The researchers conclude that parental education level affects children’s ADHD symptoms and school performance.

“It is probably not the level of education that affects the children, but rather the social and economic conditions that result,” states Fartein Ask Torvik, researcher at the Norwegian Institute of Public Health and main author of the study.

28,000 families participated

In total, adults and children from more than 28,000 families participated in the study. The parent generation included both single and identical twins, as well as full and half siblings. This helped researchers study the impact of genetic factors that parents and children share on the risk of the next generation of almost 35,000 eight-year-olds who were included in the family analyses.

Results for ADHD:

If neither parent had completed upper secondary school, one in five children had high levels of ADHD symptoms, compared to just under one in 20 children in families where both parents had college or university education. When researchers took into account genetic and environment factors shared by parents and children, they found that parental education still had a strong effect on ADHD symptoms.

Results for school problems:

If none of the parents had education beyond lower secondary school, about 30 out of 100 children had problems with reading or arithmetic in primary school, compared to just under 10 out of 100 children where both parents had a college or university education. This association continued when the researchers accounted for genetic and shared environmental factors.

Other results

Boys had more symptoms of mental disorders and experienced problems at school more often than girls did.

In families with a short education, children had a higher risk of depression although parental educational level did not appear to affect this. An increased risk of depression could be explained by genetic vulnerability.

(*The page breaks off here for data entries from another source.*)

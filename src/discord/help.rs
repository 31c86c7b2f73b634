use poise::serenity_prelude::{self as serenity, CreateEmbed};
use poise::CreateReply;
use rand::Rng;

use super::{Context, PoiseData};
use common::Error;

/// commands shown in the overview, in order
const LISTED: [&str; 2] = ["http", "random"];

/// Shows what the bot can do
#[poise::command(prefix_command, slash_command)]
pub async fn help(
    ctx: Context<'_>,
    #[description = "A specific command to show help about"] command: Option<String>,
) -> Result<(), Error> {
    let prefix = invoked_prefix(ctx);
    let framework = ctx.framework();
    let commands = &framework.options.commands;

    let embed = match command {
        None => {
            let listed: Vec<_> = LISTED
                .iter()
                .filter_map(|&name| commands.iter().find(|c| c.name == name))
                .collect();

            let mut embed = CreateEmbed::new()
                .title("Help")
                .colour(random_colour(&mut rand::thread_rng()));
            for cmd in listed {
                embed = embed.field(command_signature(&prefix, cmd), help_text(cmd), false);
            }
            embed
        }
        Some(name) => {
            let name = name.trim().to_lowercase();
            let Some(cmd) = commands
                .iter()
                .find(|c| c.name == name || c.aliases.iter().any(|a| *a == name))
            else {
                ctx.say(format!("No command called \"{}\" found.", name))
                    .await?;
                return Ok(());
            };

            let mut embed = CreateEmbed::new()
                .title(command_signature(&prefix, cmd))
                .field("description", help_text(cmd), false);
            if let Some(aliases) = alias_list(&cmd.aliases) {
                embed = embed.field("aliases", aliases, false);
            }
            embed
        }
    };

    let data = ctx.data();
    let links = useful_links(
        &invite_url(framework.bot_id.get()),
        &data.source_url,
        &data.support_server_url,
    );
    let embed = embed.field("Useful links", links, false);

    ctx.send(CreateReply::default().embed(embed)).await?;
    Ok(())
}

/// slash invocations have no text prefix, so show the configured one
fn invoked_prefix(ctx: Context<'_>) -> String {
    match ctx {
        poise::Context::Prefix(pctx) => pctx.prefix.to_owned(),
        poise::Context::Application(_) => ctx.data().command_prefix.clone(),
    }
}

fn help_text(cmd: &poise::Command<PoiseData, Error>) -> String {
    cmd.description
        .clone()
        .unwrap_or_else(|| "No description".to_owned())
}

fn command_signature(prefix: &str, cmd: &poise::Command<PoiseData, Error>) -> String {
    let params: Vec<(&str, bool)> = cmd
        .parameters
        .iter()
        .map(|p| (p.name.as_str(), p.required))
        .collect();
    signature(prefix, &cmd.name, &params)
}

/// Builds `!name <required> [optional]`. `http` leaves out its own name,
/// since anything unrecognized after the prefix is treated as a status code.
pub fn signature(prefix: &str, name: &str, params: &[(&str, bool)]) -> String {
    let params = params
        .iter()
        .map(|&(param, required)| {
            if required {
                format!("<{}>", param)
            } else {
                format!("[{}]", param)
            }
        })
        .collect::<Vec<String>>()
        .join(" ");

    if name == "http" {
        format!("{}{}", prefix, params)
    } else {
        format!("{}{} {}", prefix, name, params).trim_end().to_owned()
    }
}

fn alias_list(aliases: &[String]) -> Option<String> {
    if aliases.is_empty() {
        return None;
    }
    Some(
        aliases
            .iter()
            .map(|a| format!("-{}", a))
            .collect::<Vec<String>>()
            .join("\n"),
    )
}

pub fn invite_url(bot_id: u64) -> String {
    format!(
        "https://discord.com/oauth2/authorize?client_id={}&scope=bot",
        bot_id
    )
}

pub fn useful_links(invite: &str, source: &str, support: &str) -> String {
    [
        format!("[Invite]({})", invite),
        format!("[Source]({})", source),
        format!("[Support]({})", support),
    ]
    .join(" | ")
}

/// a bright colour with a random hue
pub fn random_colour<R: Rng + ?Sized>(rng: &mut R) -> serenity::Colour {
    let (r, g, b) = hsv_to_rgb(rng.gen::<f64>(), rng.gen_range(0.75..=0.95), 1.0);
    serenity::Colour::from_rgb(r, g, b)
}

/// all components in [0, 1]
pub fn hsv_to_rgb(h: f64, s: f64, v: f64) -> (u8, u8, u8) {
    let h = h.rem_euclid(1.0) * 6.0;
    let sector = h.floor();
    let f = h - sector;
    let p = v * (1.0 - s);
    let q = v * (1.0 - s * f);
    let t = v * (1.0 - s * (1.0 - f));

    let (r, g, b) = match sector as u8 {
        0 => (v, t, p),
        1 => (q, v, p),
        2 => (p, v, t),
        3 => (p, q, v),
        4 => (t, p, v),
        _ => (v, p, q),
    };
    let byte = |c: f64| (c * 255.0).round().clamp(0.0, 255.0) as u8;
    (byte(r), byte(g), byte(b))
}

Genes, environment and social conditions

“The results mean that parental education level can be interpreted as a contributing factor as to whether or not children develop ADHD symptoms and / or problems at school,” says Torvik.

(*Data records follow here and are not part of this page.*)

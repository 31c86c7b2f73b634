// this whole thing is a joke. please do not send it any real status codes
use dotenv::dotenv;

use common::Error;

mod config;
mod discord;

use config::Config;
use discord::HttpCat;

#[tokio::main]
async fn main() -> Result<(), Error> {
    dotenv().ok();

    let mut log_config = fern::Dispatch::new()
        .format(|out, message, record| {
            out.finish(format_args!(
                "[{} {}] {}",
                chrono::Local::now().format("%m/%d %I:%M:%S %p"),
                record.level(),
                message
            ))
        })
        .level(log::LevelFilter::Off);

    for module in ["httpcat", "codes", "common"] {
        log_config = log_config.level_for(module, log::LevelFilter::Debug);
    }
    log_config.chain(std::io::stdout()).apply()?;

    log::info!("Starting httpcat...");

    let config = Config::from_env()?;
    log::debug!("Loaded {:?}", config);

    let mut bot = HttpCat::new(config);
    bot.connect().await?;
    log::debug!("Bot is {}", bot.state());
    bot.run().await
}
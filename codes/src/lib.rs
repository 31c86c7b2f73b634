//! http status codes that have a cat picture, and how user input maps onto them.

use std::num::IntErrorKind;

use rand::Rng;

/// returned when no code was given at all
pub const MISSING: u16 = 400;
/// returned for a well-formed number without a cat
pub const NOT_FOUND: u16 = 404;
/// returned when the input isn't a number
pub const UNPARSEABLE: u16 = 422;

#[rustfmt::skip]
pub const VALID_CODES: [u16; 62] = [
    100, 101, 102, 200, 201, 202, 203, 204,
    206, 207, 300, 301, 302, 303, 304, 305,
    307, 308, 400, 401, 402, 403, 404, 405,
    406, 407, 408, 409, 410, 411, 412, 413,
    414, 415, 416, 417, 418, 420, 421, 422,
    423, 424, 425, 426, 429, 431, 444, 450,
    451, 499, 500, 501, 502, 503, 504, 506,
    507, 508, 509, 510, 511, 599,
];

/// What a user may hand to [`resolve`].
#[derive(Debug, Clone, Copy, PartialEq, Eq)]
pub enum CodeInput<'a> {
    Number(i64),
    Text(&'a str),
}

impl From<i64> for CodeInput<'_> {
    fn from(n: i64) -> Self {
        CodeInput::Number(n)
    }
}

impl From<u16> for CodeInput<'_> {
    fn from(n: u16) -> Self {
        CodeInput::Number(n.into())
    }
}

impl<'a> From<&'a str> for CodeInput<'a> {
    fn from(s: &'a str) -> Self {
        CodeInput::Text(s)
    }
}

impl<'a> From<&'a String> for CodeInput<'a> {
    fn from(s: &'a String) -> Self {
        CodeInput::Text(s.as_str())
    }
}

/// true if there's a cat for this code
pub fn is_valid(code: i64) -> bool {
    VALID_CODES.iter().any(|&c| i64::from(c) == code)
}

/// Maps user input onto a status code. Never fails: bad input becomes
/// [`MISSING`], [`UNPARSEABLE`] or [`NOT_FOUND`].
pub fn resolve(input: Option<CodeInput<'_>>) -> u16 {
    let number = match input {
        None => return MISSING,
        Some(CodeInput::Number(n)) => n,
        Some(CodeInput::Text(text)) => match parse_integer(text) {
            Ok(n) => n,
            // still an integer, just not one we could ever have a cat for
            Err(IntErrorKind::PosOverflow | IntErrorKind::NegOverflow) => return NOT_FOUND,
            Err(_) => return UNPARSEABLE,
        },
    };

    if is_valid(number) {
        number as u16
    } else {
        NOT_FOUND
    }
}

fn parse_integer(text: &str) -> Result<i64, IntErrorKind> {
    let digits = without_separators(text.trim()).ok_or(IntErrorKind::InvalidDigit)?;
    digits.parse::<i64>().map_err(|e| e.kind().clone())
}

/// Drops `_` digit separators (`4_04`). Each one must sit between two digits.
fn without_separators(text: &str) -> Option<String> {
    let bytes = text.as_bytes();
    for (i, &b) in bytes.iter().enumerate() {
        if b != b'_' {
            continue;
        }
        let before = i > 0 && bytes[i - 1].is_ascii_digit();
        let after = bytes.get(i + 1).map_or(false, |c| c.is_ascii_digit());
        if !(before && after) {
            return None;
        }
    }
    Some(text.replace('_', ""))
}

/// Picks any code with a cat, uniformly.
pub fn random_code<R: Rng + ?Sized>(rng: &mut R) -> u16 {
    VALID_CODES[rng.gen_range(0..VALID_CODES.len())]
}

pub fn cat_url(code: u16) -> String {
    format!("https://http.cat/{}.jpg", code)
}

Alternative explanations could have been that ADHD recurs in some families, and that these families tend to have short education, or that parents and children share environmental conditions, such as their neighbourhood. However, researchers in this particular study could take into account both the inherited risk of mental disorders and the risks in the shared environment, indicating that education plausibly produces a causal effect.

“It is also interesting that the effect of the father’s education is as strong as the mother’s education. Most previous studies have not looked at both parents’ education. People who have children together often have a similar education level, which in itself could lead to increased social inequality,” Torvik explains.

Factors related to educational level

The researchers also found a gradient between education levels, where the children’s problems declined with longer parental education.

“Factors related to the parents’ level of education must in some way have an impact on children’s living conditions. We do not know exactly which conditions are important but it may be due to family finances, stress, lifestyle or understanding of the children’s needs,” says Torvik.

“These factors can affect how much time and energy parents have to follow up children who need extra support, or the ability to get proper follow-up from public services.

“Of all the factors that affect mental health, social background is one of the most important. Many people probably think that social inequality is smaller in Norway than in other countries but the social differences in mental health are extensive,” he adds.


“Based on this study, we cannot conclude which interventions are working. Other types of studies are necessary before we can comment. Our goal is to understand the causes of mental disorders and social exclusion,” says Torvik.

About the study

34,958 children from 28,372 families participated. The children and parents are participants in the Norwegian Mother, Father and Child Study (MoBa). The mothers completed a questionnaire about parental education and child upbringing when the children were 8-years-old. This included questions about school problems and symptoms of ADHD and depression.